=== DATA IN THIS EXERCISE ===
───

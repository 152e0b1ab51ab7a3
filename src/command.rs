//! Command and event types plus the wire-line codec.
//!
//! Commands are inputs from ingress threads to the engine.
//! Events are outputs from the book, rendered as one ASCII line each for
//! both the TCP reply stream and the UDP market-data feed.

use std::fmt;
use std::sync::Arc;

use crate::session::ReplySink;
use crate::tick::TickFormat;

/// Order side.
#[derive(Clone, Copy, Debug, PartialEq, Eq, Hash)]
pub enum Side {
    Buy,
    Sell,
}

impl Side {
    /// Returns the opposite side
    #[inline]
    pub const fn opposite(self) -> Self {
        match self {
            Side::Buy => Side::Sell,
            Side::Sell => Side::Buy,
        }
    }

    /// Wire token for this side.
    pub const fn as_str(self) -> &'static str {
        match self {
            Side::Buy => "BUY",
            Side::Sell => "SELL",
        }
    }

    /// Parse a wire token (case-sensitive).
    pub fn parse(token: &str) -> Option<Self> {
        match token {
            "BUY" => Some(Side::Buy),
            "SELL" => Some(Side::Sell),
            _ => None,
        }
    }
}

impl fmt::Display for Side {
    fn fmt(&self, f: &mut fmt::Formatter<'_>) -> fmt::Result {
        f.write_str(self.as_str())
    }
}

// ============================================================================
// Input Commands
// ============================================================================

/// Book-affecting work item carried from a network thread to the engine.
#[derive(Clone, Copy, Debug, PartialEq, Eq)]
pub enum Command {
    /// Place a new limit order. `id` is server-assigned before enqueue.
    New {
        side: Side,
        qty: i32,
        price_ticks: i64,
        id: i64,
    },
    /// Cancel a resting order.
    Cancel { id: i64 },
    /// Cancel `old_id` and place a replacement on the same side under a
    /// fresh `new_id` (also assigned before enqueue).
    Replace {
        old_id: i64,
        new_qty: i32,
        new_price_ticks: i64,
        new_id: i64,
    },
}

/// A command plus the reply handle of the connection it came from.
///
/// The engine writes the resulting event lines back through `reply`.
#[derive(Clone)]
pub struct CommandRecord {
    pub cmd: Command,
    pub reply: Arc<ReplySink>,
}

impl fmt::Debug for CommandRecord {
    fn fmt(&self, f: &mut fmt::Formatter<'_>) -> fmt::Result {
        f.debug_struct("CommandRecord").field("cmd", &self.cmd).finish()
    }
}

// ============================================================================
// Output Events
// ============================================================================

/// Error events the book can emit in place of (or alongside) success events.
#[derive(Clone, Copy, Debug, PartialEq, Eq)]
pub enum BookError {
    /// qty <= 0, price <= 0, or duplicate id on a new order
    InvalidOrder,
    /// Cancel/replace named an id that is not resting
    UnknownOrder(i64),
    /// Replace parameters failed validation after the cancel half ran
    InvalidReplace,
    /// The order slab has no free node for the residual add
    BookFull,
}

/// Book events, one wire line each.
///
/// Prices are carried in ticks; rendering goes through a [`TickFormat`]
/// so the event model stays independent of display.
#[derive(Clone, Copy, Debug, PartialEq, Eq)]
pub enum BookEvent {
    /// A fill against the resting (maker) order `maker_id`
    Trade { qty: i32, price_ticks: i64, maker_id: i64 },
    /// Residual quantity now resting in the book
    OrderAdded {
        side: Side,
        qty: i32,
        price_ticks: i64,
        id: i64,
    },
    /// Resting order removed by cancel or replace
    Canceled { id: i64 },
    /// Replace succeeded in transferring the id
    Replaced { old_id: i64, new_id: i64 },
    /// Top-of-book snapshot, bid side
    BestBid { price_ticks: i64, qty: i64 },
    /// Top-of-book snapshot, ask side
    BestAsk { price_ticks: i64, qty: i64 },
    /// Error outcome
    Error(BookError),
}

impl BookEvent {
    /// Render as one wire line (no trailing newline).
    pub fn render(&self, fmt: &TickFormat) -> String {
        match *self {
            BookEvent::Trade { qty, price_ticks, maker_id } => {
                format!("TRADE {} @ {} against id {}", qty, fmt.fmt(price_ticks), maker_id)
            }
            BookEvent::OrderAdded { side, qty, price_ticks, id } => {
                format!("ORDER_ADDED {} {} @ {} id {}", side, qty, fmt.fmt(price_ticks), id)
            }
            BookEvent::Canceled { id } => format!("CANCELED id {}", id),
            BookEvent::Replaced { old_id, new_id } => {
                format!("REPLACED {} -> {}", old_id, new_id)
            }
            BookEvent::BestBid { price_ticks, qty } => {
                format!("BEST_BID {} x {}", fmt.fmt(price_ticks), qty)
            }
            BookEvent::BestAsk { price_ticks, qty } => {
                format!("BEST_ASK {} x {}", fmt.fmt(price_ticks), qty)
            }
            BookEvent::Error(err) => match err {
                BookError::InvalidOrder => "ERROR Invalid order".to_owned(),
                BookError::UnknownOrder(id) => format!("ERROR Unknown order id {}", id),
                BookError::InvalidReplace => "ERROR Invalid replace parameters".to_owned(),
                BookError::BookFull => "ERROR Book full".to_owned(),
            },
        }
    }

    /// Parse one wire line back into its logical event.
    ///
    /// Inverse of [`BookEvent::render`]; returns `None` for lines that are
    /// not book events (e.g. `ACK`, `BYE`).
    pub fn parse(line: &str, fmt: &TickFormat) -> Option<BookEvent> {
        let tokens: Vec<&str> = line.split_whitespace().collect();
        match tokens.as_slice() {
            ["TRADE", qty, "@", px, "against", "id", maker_id] => Some(BookEvent::Trade {
                qty: qty.parse().ok()?,
                price_ticks: fmt.to_ticks(px)?,
                maker_id: maker_id.parse().ok()?,
            }),
            ["ORDER_ADDED", side, qty, "@", px, "id", id] => Some(BookEvent::OrderAdded {
                side: Side::parse(side)?,
                qty: qty.parse().ok()?,
                price_ticks: fmt.to_ticks(px)?,
                id: id.parse().ok()?,
            }),
            ["CANCELED", "id", id] => Some(BookEvent::Canceled { id: id.parse().ok()? }),
            ["REPLACED", old_id, "->", new_id] => Some(BookEvent::Replaced {
                old_id: old_id.parse().ok()?,
                new_id: new_id.parse().ok()?,
            }),
            ["BEST_BID", px, "x", qty] => Some(BookEvent::BestBid {
                price_ticks: fmt.to_ticks(px)?,
                qty: qty.parse().ok()?,
            }),
            ["BEST_ASK", px, "x", qty] => Some(BookEvent::BestAsk {
                price_ticks: fmt.to_ticks(px)?,
                qty: qty.parse().ok()?,
            }),
            ["ERROR", "Invalid", "order"] => Some(BookEvent::Error(BookError::InvalidOrder)),
            ["ERROR", "Unknown", "order", "id", id] => {
                Some(BookEvent::Error(BookError::UnknownOrder(id.parse().ok()?)))
            }
            ["ERROR", "Invalid", "replace", "parameters"] => {
                Some(BookEvent::Error(BookError::InvalidReplace))
            }
            ["ERROR", "Book", "full"] => Some(BookEvent::Error(BookError::BookFull)),
            _ => None,
        }
    }
}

───

=== TASK DETAILS ===
Taking the material above, count every line in which the word "crate" appears; answer with the number alone.

=== OUTPUT FOR THIS EXERCISE ===
2